Entró por el puente de Alcántara.
El día era fresco, hermoso, tranquilo. El cielo, azul, limpio, con nubes pequeñas, redondeadas, negruzcas en su centro, adornadas con un reborde blanco reverberante.
El cochero le recomendó una casa de huéspedes de la plaza de las Capuchinas que él conocía; pero Fernando prefería ir a un mesón.
El cochero paró el coche en una posada a la entrada de Zocodover, enfrente de un convento.
Era el mesón modernizado, con luz eléctrica, pero simpático en su género. Un pasillo en cuesta, con el suelo recubierto de cascajo, conducía a un patio grande, limpio y bien blanqueado, con techumbre de cristalería en forma de linterna.
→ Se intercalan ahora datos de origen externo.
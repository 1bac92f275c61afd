//! Cloudwright Provisioning Server
//!
//! Turns a natural-language conversation into a validated, provisioned set of
//! cloud resources. The request lifecycle orchestrator sits at the core and is
//! reachable over JSON-RPC (stdio or Unix socket) and HTTP.

use anyhow::Result;

pub mod analysis;
pub mod auth;
pub mod backend;
pub mod catalog;
pub mod cli;
pub mod client;
pub mod config;
pub mod handlers;
pub mod http;
pub mod jsonrpc;
pub mod models;
pub mod orchestrator;
pub mod server;
pub mod store;

/// Application-wide error types with context preservation
#[derive(Debug, thiserror::Error)]
pub enum CloudwrightError {
    #[error("Configuration error: {message}")]
    Configuration { message: String },

    #[error("Request not found: {0}")]
    RequestNotFound(String),

    #[error("Insufficient context: {message}")]
    InsufficientContext {
        message: String,
        request_id: Option<String>,
    },

    #[error("Invalid state for request {request_id}: {message}")]
    InvalidState { request_id: String, message: String },

    #[error("Unknown resource '{resource}' for request {request_id}")]
    UnknownResource { request_id: String, resource: String },

    #[error("Invalid transition for request {request_id}: {message}")]
    InvalidTransition { request_id: String, message: String },

    #[error("Invalid request: {message}")]
    InvalidRequest { message: String },

    #[error("Overloaded: {message}")]
    Overloaded { message: String },

    #[error("Request store unavailable: {message}")]
    StoreUnavailable { message: String },

    #[error("Unauthorized: {message}")]
    Unauthorized { message: String },

    #[error("Transport error: {message}")]
    Transport { message: String },

    #[error("Internal error: {0}")]
    Internal(String),

    #[error("IO error: {source}")]
    Io {
        #[from]
        source: std::io::Error,
    },

    #[error("Serialization error: {source}")]
    Serialization {
        #[from]
        source: serde_json::Error,
    },
}

impl CloudwrightError {
    /// Create a configuration error
    pub fn configuration(message: impl Into<String>) -> Self {
        Self::Configuration {
            message: message.into(),
        }
    }

    pub fn insufficient_context(message: impl Into<String>) -> Self {
        Self::InsufficientContext {
            message: message.into(),
            request_id: None,
        }
    }

    /// Attach the request the caller should continue the conversation on
    pub fn for_request(self, id: impl Into<String>) -> Self {
        match self {
            Self::InsufficientContext { message, .. } => Self::InsufficientContext {
                message,
                request_id: Some(id.into()),
            },
            other => other,
        }
    }

    /// Create an invalid state error for a request
    pub fn invalid_state(request_id: impl Into<String>, message: impl Into<String>) -> Self {
        Self::InvalidState {
            request_id: request_id.into(),
            message: message.into(),
        }
    }

    pub fn unknown_resource(request_id: impl Into<String>, resource: impl Into<String>) -> Self {
        Self::UnknownResource {
            request_id: request_id.into(),
            resource: resource.into(),
        }
    }

    pub fn invalid_transition(request_id: impl Into<String>, message: impl Into<String>) -> Self {
        Self::InvalidTransition {
            request_id: request_id.into(),
            message: message.into(),
        }
    }

    /// Create an invalid request error (payload validation, dependency cycles)
    pub fn invalid_request(message: impl Into<String>) -> Self {
        Self::InvalidRequest {
            message: message.into(),
        }
    }

    /// Create an admission-control rejection
    pub fn overloaded(message: impl Into<String>) -> Self {
        Self::Overloaded {
            message: message.into(),
        }
    }

    pub fn store_unavailable(message: impl Into<String>) -> Self {
        Self::StoreUnavailable {
            message: message.into(),
        }
    }

    pub fn unauthorized(message: impl Into<String>) -> Self {
        Self::Unauthorized {
            message: message.into(),
        }
    }

    /// Create a transport error
    pub fn transport(message: impl Into<String>) -> Self {
        Self::Transport {
            message: message.into(),
        }
    }

    /// Get error code for JSON-RPC responses
    pub fn error_code(&self) -> i32 {
        match self {
            CloudwrightError::Configuration { .. } => -32014,
            CloudwrightError::RequestNotFound(_) => -32003,
            CloudwrightError::InsufficientContext { .. } => -32020,
            CloudwrightError::InvalidState { .. } => -32021,
            CloudwrightError::UnknownResource { .. } => -32022,
            CloudwrightError::InvalidTransition { .. } => -32021,
            CloudwrightError::InvalidRequest { .. } => -32602,
            CloudwrightError::Overloaded { .. } => -32023,
            CloudwrightError::StoreUnavailable { .. } => -32024,
            CloudwrightError::Unauthorized { .. } => -32025,
            CloudwrightError::Transport { .. } => -32001,
            CloudwrightError::Internal(_) => -32603,
            CloudwrightError::Io { .. } => -32603,
            CloudwrightError::Serialization { .. } => -32700,
        }
    }

    /// Get the HTTP status code used by the HTTP transport
    pub fn http_status(&self) -> u16 {
        match self {
            CloudwrightError::RequestNotFound(_) => 404,
            CloudwrightError::InsufficientContext { .. } => 422,
            CloudwrightError::InvalidState { .. } => 409,
            CloudwrightError::InvalidTransition { .. } => 409,
            CloudwrightError::UnknownResource { .. } => 400,
            CloudwrightError::InvalidRequest { .. } => 400,
            CloudwrightError::Serialization { .. } => 400,
            CloudwrightError::Overloaded { .. } => 429,
            CloudwrightError::Unauthorized { .. } => 401,
            CloudwrightError::StoreUnavailable { .. } => 503,
            CloudwrightError::Configuration { .. }
            | CloudwrightError::Transport { .. }
            | CloudwrightError::Internal(_)
            | CloudwrightError::Io { .. } => 500,
        }
    }

    /// Stable machine-readable name, shared by both transports
    pub fn kind(&self) -> &'static str {
        match self {
            CloudwrightError::Configuration { .. } => "CONFIGURATION",
            CloudwrightError::RequestNotFound(_) => "NOT_FOUND",
            CloudwrightError::InsufficientContext { .. } => "INSUFFICIENT_CONTEXT",
            CloudwrightError::InvalidState { .. } => "INVALID_STATE",
            CloudwrightError::UnknownResource { .. } => "UNKNOWN_RESOURCE",
            CloudwrightError::InvalidTransition { .. } => "INVALID_TRANSITION",
            CloudwrightError::InvalidRequest { .. } => "INVALID_REQUEST",
            CloudwrightError::Overloaded { .. } => "OVERLOADED",
            CloudwrightError::StoreUnavailable { .. } => "STORE_UNAVAILABLE",
            CloudwrightError::Unauthorized { .. } => "UNAUTHORIZED",
            CloudwrightError::Transport { .. } => "TRANSPORT",
            CloudwrightError::Internal(_) => "INTERNAL",
            CloudwrightError::Io { .. } => "IO",
            CloudwrightError::Serialization { .. } => "SERIALIZATION",
        }
    }

    /// Get user-friendly error message
    pub fn user_message(&self) -> String {
        match self {
            CloudwrightError::Configuration { message } => {
                format!("Configuration issue: {}", message)
            }
            CloudwrightError::RequestNotFound(id) => {
                format!("Request not found: {}", id)
            }
            CloudwrightError::InsufficientContext { message, .. } => {
                format!("Not enough information to recommend resources yet: {}", message)
            }
            CloudwrightError::InvalidState { request_id, message } => {
                format!("Request {} cannot accept this operation: {}", request_id, message)
            }
            CloudwrightError::UnknownResource { request_id, resource } => {
                format!(
                    "Resource '{}' was never recommended for request {}",
                    resource, request_id
                )
            }
            CloudwrightError::InvalidTransition { request_id, message } => {
                format!("Request {} rejected a state change: {}", request_id, message)
            }
            CloudwrightError::InvalidRequest { message } => {
                format!("Invalid request: {}", message)
            }
            CloudwrightError::Overloaded { message } => {
                format!("Server is busy, retry later: {}", message)
            }
            CloudwrightError::StoreUnavailable { message } => {
                format!("Request storage unavailable: {}", message)
            }
            CloudwrightError::Unauthorized { message } => {
                format!("Unauthorized: {}", message)
            }
            CloudwrightError::Transport { message } => {
                format!("Communication error: {}", message)
            }
            CloudwrightError::Internal(message) => {
                format!("Internal error: {}", message)
            }
            CloudwrightError::Io { source } => {
                format!("File system error: {}", source)
            }
            CloudwrightError::Serialization { source } => {
                format!("Data format error: {}", source)
            }
        }
    }

    /// The request id the error refers to, when there is one
    pub fn request_id(&self) -> Option<&str> {
        match self {
            CloudwrightError::RequestNotFound(id) => Some(id),
            CloudwrightError::InsufficientContext { request_id, .. } => request_id.as_deref(),
            CloudwrightError::InvalidState { request_id, .. }
            | CloudwrightError::UnknownResource { request_id, .. }
            | CloudwrightError::InvalidTransition { request_id, .. } => Some(request_id),
            _ => None,
        }
    }
}

/// Convenience type alias for Results
pub type CloudwrightResult<T> = Result<T, CloudwrightError>;

/// Extension trait for adding context to Results
pub trait ResultExt<T> {
    fn with_store_context(self, request_id: &str) -> CloudwrightResult<T>;
}

impl<T, E> ResultExt<T> for Result<T, E>
where
    E: Into<anyhow::Error>,
{
    fn with_store_context(self, request_id: &str) -> CloudwrightResult<T> {
        self.map_err(|e| {
            CloudwrightError::store_unavailable(format!(
                "request {}: {}",
                request_id,
                e.into()
            ))
        })
    }
}
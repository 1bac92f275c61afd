pub mod server;

pub use server::{start_server, validate_server_config};
use serde::{Deserialize, Serialize};
use tracing::info;
use validator::Validate;

use super::{validate_request, validate_request_id};
use crate::auth::CallerIdentity;
use crate::models::ConfirmedResource;
use crate::orchestrator::{Orchestrator, ProvisionAccepted};
use crate::CloudwrightResult;

/// Request type for the confirm_and_provision operation
#[derive(Debug, Clone, Serialize, Deserialize, Validate)]
pub struct ConfirmProvisioningRequest {
    #[validate(custom(function = "validate_request_id"))]
    pub request_id: String,
    /// Recommendations to provision, as echoed objects or bare names
    #[validate(length(min = 1, max = 100, message = "Must confirm 1-100 resources"))]
    pub confirmed_resources: Vec<ConfirmedResource>,
}

/// Starts background provisioning and returns once it has been accepted
pub struct ProvisionHandler {
    orchestrator: Orchestrator,
}

impl ProvisionHandler {
    pub fn new(orchestrator: Orchestrator) -> Self {
        Self { orchestrator }
    }

    pub async fn handle(
        &self,
        caller: &CallerIdentity,
        request: ConfirmProvisioningRequest,
    ) -> CloudwrightResult<ProvisionAccepted> {
        validate_request(&request)?;
        info!(
            request_id = %request.request_id,
            confirmed = request.confirmed_resources.len(),
            "Processing confirm_and_provision request"
        );

        self.orchestrator
            .confirm_and_provision(caller, &request.request_id, request.confirmed_resources)
            .await
    }

    /// Re-provision the failed resources of a failed request
    pub async fn retry(
        &self,
        caller: &CallerIdentity,
        request: super::RequestIdParams,
    ) -> CloudwrightResult<ProvisionAccepted> {
        validate_request(&request)?;
        self.orchestrator
            .retry_provisioning(caller, &request.request_id)
            .await
    }
}
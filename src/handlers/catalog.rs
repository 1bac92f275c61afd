use serde::{Deserialize, Serialize};

use crate::catalog::{ComputeShape, ResourceTypeInfo};
use crate::orchestrator::Orchestrator;

#[derive(Debug, Clone, Serialize, Deserialize)]
pub struct ResourceTypesResponse {
    pub resource_types: Vec<ResourceTypeInfo>,
}

#[derive(Debug, Clone, Serialize, Deserialize)]
pub struct ComputeShapesResponse {
    pub shapes: Vec<ComputeShape>,
}

/// Catalog reads; available to any authenticated caller
pub struct CatalogHandler {
    orchestrator: Orchestrator,
}

impl CatalogHandler {
    pub fn new(orchestrator: Orchestrator) -> Self {
        Self { orchestrator }
    }

    pub fn resource_types(&self) -> ResourceTypesResponse {
        ResourceTypesResponse {
            resource_types: self.orchestrator.resource_types(),
        }
    }

    pub fn compute_shapes(&self) -> ComputeShapesResponse {
        ComputeShapesResponse {
            shapes: self.orchestrator.compute_shapes(),
        }
    }
}
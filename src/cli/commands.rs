//! CLI command implementations.

use anyhow::Result;
use std::path::PathBuf;
use tracing::{error, info};

use crate::client::{ConnectionState, JsonRpcClient};
use crate::config::settings::{ConfigurationHierarchy, ServerConfig};
use crate::config::validation::validate_configuration;
use crate::handlers::ConfirmProvisioningRequest;
use crate::jsonrpc::TransportConfig;
use crate::server::start_server;

use super::utils::{build_analyze_request, load_server_config, print_json};

pub struct ServeOptions {
    pub transport: Option<String>,
    pub socket_path: Option<String>,
    pub http_addr: Option<String>,
    pub config_path: Option<PathBuf>,
    pub config_json: Option<String>,
}

/// Where client commands send their calls
pub struct ClientTarget {
    pub socket: Option<String>,
    pub credential: Option<String>,
}

impl ClientTarget {
    fn client(self) -> Result<JsonRpcClient> {
        let client = ConnectionState::get_client(self.socket)?;
        info!("Using server at: {}", client.socket_path());
        Ok(client.with_credential(self.credential))
    }
}

/// Start the Cloudwright server
pub async fn serve(options: ServeOptions) -> Result<()> {
    info!("Loading configuration...");
    let mut server_config = load_server_config(options.config_path, options.config_json)?;

    if let Some(transport) = options.transport {
        server_config.server.transport = transport;
    }
    if let Some(path) = options.socket_path {
        server_config.server.socket_path = Some(path);
    }
    if let Some(addr) = options.http_addr {
        server_config.server.http_addr = addr;
    }

    let transport_config = TransportConfig::from_settings(&server_config.server)?;
    info!("Initializing server with transport: {:?}", transport_config);

    start_server(server_config, Some(transport_config)).await
}

pub async fn connect(socket_path: String) -> Result<()> {
    info!("Connecting to Cloudwright server at: {}", socket_path);

    let client = JsonRpcClient::new(socket_path.clone());
    if !client.validate_connection().await {
        anyhow::bail!("Failed to connect to server at: {}", socket_path);
    }

    ConnectionState::save(&socket_path)?;

    println!("✓ Connected to Cloudwright server at: {}", socket_path);
    println!("  Use 'cloudwright disconnect' to disconnect.");
    Ok(())
}

pub async fn disconnect() -> Result<()> {
    match ConnectionState::load()? {
        Some(socket_path) => {
            ConnectionState::clear()?;
            println!("✓ Disconnected from: {}", socket_path);
        }
        None => println!("Not currently connected to any server."),
    }
    Ok(())
}

pub async fn analyze(
    target: ClientTarget,
    request_id: Option<String>,
    messages: Vec<String>,
    params_file: Option<PathBuf>,
    params_json: Option<String>,
) -> Result<()> {
    let request = build_analyze_request(request_id, messages, params_file, params_json)?;
    let result = target.client()?.analyze(&request).await?;
    print_json(&result)
}

pub async fn provision(target: ClientTarget, request_id: String, resources: Vec<String>) -> Result<()> {
    let request = ConfirmProvisioningRequest {
        request_id,
        confirmed_resources: resources.into_iter().map(Into::into).collect(),
    };
    let result = target.client()?.provision(&request).await?;
    print_json(&result)
}

pub async fn status(target: ClientTarget, request_id: String) -> Result<()> {
    print_json(&target.client()?.status(&request_id).await?)
}

pub async fn cancel(target: ClientTarget, request_id: String) -> Result<()> {
    print_json(&target.client()?.cancel(&request_id).await?)
}

pub async fn retry(target: ClientTarget, request_id: String) -> Result<()> {
    print_json(&target.client()?.retry(&request_id).await?)
}

pub async fn teardown(target: ClientTarget, request_id: String) -> Result<()> {
    print_json(&target.client()?.teardown(&request_id).await?)
}

pub async fn delete(target: ClientTarget, request_id: String) -> Result<()> {
    print_json(&target.client()?.delete(&request_id).await?)
}

/// Initialize default configuration
pub async fn init(force: bool) -> Result<()> {
    let config_path = ConfigurationHierarchy::default_user_config_path()?;

    if config_path.exists() && !force {
        anyhow::bail!(
            "Configuration file already exists at {:?}. Use --force to overwrite.",
            config_path
        );
    }

    if let Some(parent) = config_path.parent() {
        std::fs::create_dir_all(parent)?;
    }

    std::fs::write(&config_path, ServerConfig::default().to_toml()?)?;

    println!("✓ Configuration initialized at {:?}", config_path);
    Ok(())
}

/// Manage configuration (show, validate, edit)
pub async fn config(show: bool, validate: bool, edit: bool) -> Result<()> {
    if show {
        let config = load_server_config(None, None)?;
        println!("{}", config.to_toml()?);
    }

    if validate {
        match load_server_config(None, None) {
            Ok(config) => match validate_configuration(&config, true) {
                Ok(()) => println!("✓ Configuration is valid"),
                Err(e) => error!("Configuration validation failed: {}", e),
            },
            Err(e) => error!("Failed to load configuration: {}", e),
        }
    }

    if edit {
        let config_path = ConfigurationHierarchy::default_user_config_path()?;
        let editor = std::env::var("EDITOR").unwrap_or_else(|_| "nano".to_string());
        std::process::Command::new(editor)
            .arg(&config_path)
            .status()?;
    }

    Ok(())
}

pub async fn version() -> Result<()> {
    println!("Cloudwright {}", env!("CARGO_PKG_VERSION"));
    println!("Built with Rust {}", rustc_version::version()?);
    Ok(())
}
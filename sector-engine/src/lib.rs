#![deny(clippy::all, clippy::perf, clippy::correctness)]

#[macro_use]
extern crate log;

pub use crate::api::*;
pub use crate::constants::*;
pub use crate::engine::*;
pub use crate::error::*;

pub(crate) mod api;
pub(crate) mod constants;
pub(crate) mod engine;
pub(crate) mod error;
pub(crate) mod metadata;
pub(crate) mod metadata_manager;
pub(crate) mod scheduler;
pub(crate) mod sealer;
pub(crate) mod snapshots;
pub(crate) mod state;
pub(crate) mod store;
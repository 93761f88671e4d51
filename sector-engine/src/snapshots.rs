use std::fs;
use std::io::Write;
use std::path::{Path, PathBuf};

use byteorder::{LittleEndian, WriteBytesExt};

use crate::constants::SNAPSHOT_FILE_EXTENSION;
use crate::error::Result;
use crate::state::*;

#[derive(Clone, Debug)]
pub struct SnapshotKey {
    prover_id: [u8; 31],
    sector_size: u64,
}

impl SnapshotKey {
    pub fn new(prover_id: [u8; 31], sector_size: u64) -> SnapshotKey {
        SnapshotKey {
            prover_id,
            sector_size,
        }
    }

    fn path_in(&self, metadata_dir: &Path) -> PathBuf {
        let name: String = Vec::from(self.clone())
            .iter()
            .map(|b| format!("{:02x}", b))
            .collect();

        metadata_dir.join(format!("{}.{}", name, SNAPSHOT_FILE_EXTENSION))
    }
}

impl From<SnapshotKey> for Vec<u8> {
    fn from(key: SnapshotKey) -> Self {
        let mut bytes = Vec::with_capacity(8 + key.prover_id.len());
        bytes
            .write_u64::<LittleEndian>(key.sector_size)
            .expect("writing to a Vec cannot fail");
        bytes.extend_from_slice(&key.prover_id[..]);
        bytes
    }
}

pub fn load_snapshot(metadata_dir: &Path, key: &SnapshotKey) -> Result<Option<StateSnapshot>> {
    let path = key.path_in(metadata_dir);

    if !path.exists() {
        return Ok(None);
    }

    let val = fs::read(&path)?;
    let snapshot = serde_cbor::from_slice(&val[..])?;

    Ok(Some(snapshot))
}

/// Writes the snapshot to a temporary file and renames it over the previous
/// snapshot.
pub fn persist_snapshot(metadata_dir: &Path, key: &SnapshotKey, snapshot: &StateSnapshot) -> Result<()> {
    let serialized = serde_cbor::to_vec(snapshot)?;

    let path = key.path_in(metadata_dir);
    let tmp_path = path.with_extension("tmp");

    let mut file = fs::File::create(&tmp_path)?;
    file.write_all(&serialized)?;
    file.sync_all()?;

    fs::rename(&tmp_path, &path)?;

    Ok(())
}

pub fn make_snapshot(staged: &StagedState, sealed: &SealedState) -> StateSnapshot {
    StateSnapshot {
        staged: staged.clone(),
        sealed: sealed.clone(),
    }
}
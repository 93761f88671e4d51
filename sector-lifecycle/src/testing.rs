use std::collections::{HashMap, VecDeque};
use std::sync::{Arc, Mutex};

use sector_engine::*;

/// Canned engine responses, shared between a test and its engine.
#[derive(Default)]
pub struct Script {
    pub statuses: HashMap<SectorId, VecDeque<GetSealStatusResponse>>,
    pub status_queries: HashMap<SectorId, usize>,
    pub staged: Vec<EngineStagedSector>,
    pub next_sector_id: SectorId,
    pub added: Vec<(String, Vec<u8>)>,
    pub sealed_data: HashMap<String, Vec<u8>>,
    pub fail_add_piece: Option<String>,
    pub fail_seal_all: Option<String>,
    pub fail_staged_listing: Option<String>,
    pub seal_all_calls: usize,
    pub destroy_calls: usize,
}

impl Script {
    /// Queues a status response. The last queued response repeats forever.
    pub fn respond(&mut self, sector_id: SectorId, response: GetSealStatusResponse) {
        self.statuses
            .entry(sector_id)
            .or_insert_with(VecDeque::new)
            .push_back(response);
    }

    pub fn stage(&mut self, sector_id: SectorId) {
        self.staged.push(EngineStagedSector {
            sector_access: format!("staged-{}", sector_id),
            sector_id,
            pieces: vec![],
            seal_status_code: SealStatusCode::Pending.into(),
            seal_error_msg: String::new(),
        });
    }

    pub fn queries(&self, sector_id: SectorId) -> usize {
        self.status_queries.get(&sector_id).cloned().unwrap_or(0)
    }
}

#[derive(Default)]
pub struct ScriptedEngine {
    script: Arc<Mutex<Script>>,
}

impl ScriptedEngine {
    pub fn script(&self) -> Arc<Mutex<Script>> {
        Arc::clone(&self.script)
    }
}

fn caller_error(msg: Option<String>) -> (ResponseStatus, String) {
    match msg {
        Some(msg) => (ResponseStatus::CallerError, msg),
        None => (ResponseStatus::NoError, String::new()),
    }
}

impl SealingEngine for ScriptedEngine {
    fn init(_request: InitRequest) -> InitResponse<Self> {
        InitResponse {
            engine: Some(ScriptedEngine::default()),
            ..Default::default()
        }
    }

    fn max_user_bytes_per_staged_sector(&self) -> MaxUserBytesResponse {
        MaxUserBytesResponse {
            max_staged_bytes_per_sector: SectorStoreType::Test.max_user_bytes_per_sector(),
            ..Default::default()
        }
    }

    fn add_piece(&self, piece_key: &str, piece_bytes: &[u8]) -> AddPieceResponse {
        let mut script = self.script.lock().unwrap();

        let (status_code, error_msg) = caller_error(script.fail_add_piece.clone());
        if status_code == ResponseStatus::NoError {
            script
                .added
                .push((piece_key.to_string(), piece_bytes.to_vec()));
        }

        AddPieceResponse {
            status_code,
            error_msg,
            sector_id: script.next_sector_id,
        }
    }

    fn get_seal_status(&self, sector_id: SectorId) -> GetSealStatusResponse {
        let mut script = self.script.lock().unwrap();
        *script.status_queries.entry(sector_id).or_insert(0) += 1;

        match script.statuses.get_mut(&sector_id) {
            Some(queue) if queue.len() > 1 => queue.pop_front().unwrap(),
            Some(queue) if !queue.is_empty() => queue[0].clone(),
            _ => GetSealStatusResponse {
                status_code: ResponseStatus::CallerError,
                error_msg: format!("no staged or sealed sector with id {} found", sector_id),
                ..Default::default()
            },
        }
    }

    fn seal_all_staged_sectors(&self) -> SealAllStagedSectorsResponse {
        let mut script = self.script.lock().unwrap();
        script.seal_all_calls += 1;

        let (status_code, error_msg) = caller_error(script.fail_seal_all.clone());
        SealAllStagedSectorsResponse {
            status_code,
            error_msg,
        }
    }

    fn get_sealed_sectors(&self) -> GetSealedSectorsResponse {
        Default::default()
    }

    fn get_staged_sectors(&self) -> GetStagedSectorsResponse {
        let script = self.script.lock().unwrap();

        match script.fail_staged_listing.clone() {
            Some(error_msg) => GetStagedSectorsResponse {
                status_code: ResponseStatus::ReceiverError,
                error_msg,
                ..Default::default()
            },
            None => GetStagedSectorsResponse {
                sectors: script.staged.clone(),
                ..Default::default()
            },
        }
    }

    fn read_piece_from_sealed_sector(&self, piece_key: &str) -> ReadPieceFromSealedSectorResponse {
        let script = self.script.lock().unwrap();

        match script.sealed_data.get(piece_key) {
            Some(data) => ReadPieceFromSealedSectorResponse {
                data: data.clone(),
                ..Default::default()
            },
            None => ReadPieceFromSealedSectorResponse {
                status_code: ResponseStatus::CallerError,
                error_msg: format!("piece with key {} not found", piece_key),
                ..Default::default()
            },
        }
    }

    fn destroy(&self) {
        self.script.lock().unwrap().destroy_calls += 1;
    }
}

pub fn pending() -> GetSealStatusResponse {
    GetSealStatusResponse {
        seal_status_code: SealStatusCode::Pending.into(),
        ..Default::default()
    }
}

pub fn sealing() -> GetSealStatusResponse {
    GetSealStatusResponse {
        seal_status_code: SealStatusCode::Sealing.into(),
        ..Default::default()
    }
}

pub fn failed(msg: &str) -> GetSealStatusResponse {
    GetSealStatusResponse {
        seal_status_code: SealStatusCode::Failed.into(),
        seal_error_msg: msg.to_string(),
        ..Default::default()
    }
}

pub fn sealed(pieces: Vec<(String, u64)>) -> GetSealStatusResponse {
    GetSealStatusResponse {
        seal_status_code: SealStatusCode::Sealed.into(),
        comm_d: [1; 32],
        comm_r: [2; 32],
        comm_r_star: [3; 32],
        proof: vec![0xab; SNARK_PROOF_BYTES],
        pieces: pieces
            .into_iter()
            .map(|(piece_key, num_bytes)| EnginePieceMetadata {
                piece_key,
                num_bytes,
            })
            .collect(),
        ..Default::default()
    }
}

pub fn unknown(code: u32) -> GetSealStatusResponse {
    GetSealStatusResponse {
        seal_status_code: code,
        ..Default::default()
    }
}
En el patio se abrían varias puertas: la de las cuadras, la de la cocina, y otras, y desde él subía la escalera para los pisos altos de la casa. Era el patio el centro de la posada: allí estaba la artesa para lavar la ropa, el aljibe con su pila para que bebiese el ganado; allí aparejaban los arrieros los caballos y las mulas, y allí se hacía la tertulia en el verano al anochecer.